State how many lines in the records hold the word "broadcast", giving the number and no other text.

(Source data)
□ □ □ □ □

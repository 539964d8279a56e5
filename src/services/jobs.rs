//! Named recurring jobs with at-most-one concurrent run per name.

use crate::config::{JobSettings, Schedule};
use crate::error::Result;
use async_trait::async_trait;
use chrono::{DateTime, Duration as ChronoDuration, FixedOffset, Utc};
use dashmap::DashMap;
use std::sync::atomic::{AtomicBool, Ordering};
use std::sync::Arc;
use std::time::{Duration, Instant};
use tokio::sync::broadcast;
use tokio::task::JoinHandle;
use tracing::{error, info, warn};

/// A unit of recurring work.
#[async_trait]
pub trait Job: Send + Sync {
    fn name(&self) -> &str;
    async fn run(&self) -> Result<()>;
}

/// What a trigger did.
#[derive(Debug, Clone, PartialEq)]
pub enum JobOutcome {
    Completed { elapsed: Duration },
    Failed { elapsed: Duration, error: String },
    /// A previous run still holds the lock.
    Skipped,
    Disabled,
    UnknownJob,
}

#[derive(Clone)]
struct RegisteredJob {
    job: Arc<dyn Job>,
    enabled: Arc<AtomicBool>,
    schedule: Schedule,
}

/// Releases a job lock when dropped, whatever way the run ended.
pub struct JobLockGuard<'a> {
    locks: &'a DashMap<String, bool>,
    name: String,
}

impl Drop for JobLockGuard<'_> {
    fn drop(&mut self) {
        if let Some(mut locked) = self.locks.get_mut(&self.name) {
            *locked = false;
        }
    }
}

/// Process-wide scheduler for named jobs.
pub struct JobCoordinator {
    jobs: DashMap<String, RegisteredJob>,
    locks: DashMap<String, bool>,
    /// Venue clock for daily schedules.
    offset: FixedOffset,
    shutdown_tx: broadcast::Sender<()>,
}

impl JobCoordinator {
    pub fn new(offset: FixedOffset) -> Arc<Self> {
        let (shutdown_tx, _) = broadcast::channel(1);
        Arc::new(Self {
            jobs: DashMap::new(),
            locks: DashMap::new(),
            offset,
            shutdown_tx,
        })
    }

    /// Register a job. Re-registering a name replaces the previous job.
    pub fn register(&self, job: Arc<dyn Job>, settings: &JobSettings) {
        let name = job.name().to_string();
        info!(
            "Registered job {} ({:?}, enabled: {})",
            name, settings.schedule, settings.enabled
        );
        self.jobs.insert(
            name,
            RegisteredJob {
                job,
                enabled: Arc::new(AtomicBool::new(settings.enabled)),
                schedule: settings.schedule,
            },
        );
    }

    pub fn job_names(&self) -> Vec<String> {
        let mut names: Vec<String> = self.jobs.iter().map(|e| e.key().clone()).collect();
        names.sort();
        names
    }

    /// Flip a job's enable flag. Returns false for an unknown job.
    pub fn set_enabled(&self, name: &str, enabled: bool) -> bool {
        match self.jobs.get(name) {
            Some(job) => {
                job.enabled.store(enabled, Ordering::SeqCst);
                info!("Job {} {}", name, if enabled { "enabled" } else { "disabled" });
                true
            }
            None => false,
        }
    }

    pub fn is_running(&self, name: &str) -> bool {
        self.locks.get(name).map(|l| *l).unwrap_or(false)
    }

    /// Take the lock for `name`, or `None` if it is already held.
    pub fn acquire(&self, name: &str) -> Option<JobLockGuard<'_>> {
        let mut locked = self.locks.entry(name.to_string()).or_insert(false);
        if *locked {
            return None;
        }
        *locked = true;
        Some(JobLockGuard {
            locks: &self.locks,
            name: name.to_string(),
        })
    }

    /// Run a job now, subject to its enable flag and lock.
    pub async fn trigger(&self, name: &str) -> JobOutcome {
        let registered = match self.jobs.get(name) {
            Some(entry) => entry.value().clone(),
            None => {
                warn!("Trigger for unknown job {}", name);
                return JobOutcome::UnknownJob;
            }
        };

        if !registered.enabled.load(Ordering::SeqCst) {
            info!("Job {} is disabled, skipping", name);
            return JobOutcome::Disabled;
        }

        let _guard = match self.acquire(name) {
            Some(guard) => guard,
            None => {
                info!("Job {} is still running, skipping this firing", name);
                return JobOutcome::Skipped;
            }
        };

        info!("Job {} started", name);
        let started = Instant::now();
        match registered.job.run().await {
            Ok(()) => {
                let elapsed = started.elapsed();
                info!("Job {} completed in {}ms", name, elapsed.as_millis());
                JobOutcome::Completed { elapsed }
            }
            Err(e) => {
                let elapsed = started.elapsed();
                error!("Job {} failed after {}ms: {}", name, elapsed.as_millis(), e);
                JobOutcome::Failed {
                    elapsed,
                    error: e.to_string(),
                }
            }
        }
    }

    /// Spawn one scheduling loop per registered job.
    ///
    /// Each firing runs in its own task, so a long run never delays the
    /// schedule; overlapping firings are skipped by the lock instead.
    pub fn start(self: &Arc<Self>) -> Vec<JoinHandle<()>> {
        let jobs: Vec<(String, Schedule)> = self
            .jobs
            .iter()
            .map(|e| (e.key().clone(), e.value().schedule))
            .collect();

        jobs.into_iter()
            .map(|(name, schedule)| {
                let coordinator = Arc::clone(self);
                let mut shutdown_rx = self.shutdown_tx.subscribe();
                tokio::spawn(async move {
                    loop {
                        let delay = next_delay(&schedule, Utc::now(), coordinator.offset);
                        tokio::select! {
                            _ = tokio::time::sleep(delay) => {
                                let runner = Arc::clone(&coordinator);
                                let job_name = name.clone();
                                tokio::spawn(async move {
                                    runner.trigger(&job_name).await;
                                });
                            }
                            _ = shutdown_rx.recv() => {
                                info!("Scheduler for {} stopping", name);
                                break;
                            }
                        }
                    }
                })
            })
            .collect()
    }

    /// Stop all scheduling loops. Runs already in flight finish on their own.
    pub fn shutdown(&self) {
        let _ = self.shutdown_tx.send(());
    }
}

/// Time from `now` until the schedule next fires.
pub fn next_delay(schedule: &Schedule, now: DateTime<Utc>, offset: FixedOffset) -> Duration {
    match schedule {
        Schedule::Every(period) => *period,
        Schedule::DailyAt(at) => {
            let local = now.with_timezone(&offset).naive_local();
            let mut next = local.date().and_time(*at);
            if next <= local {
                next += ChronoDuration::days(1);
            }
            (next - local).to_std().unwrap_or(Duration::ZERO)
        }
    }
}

□ □ □ □ □

• _FINAL ANSWER_
3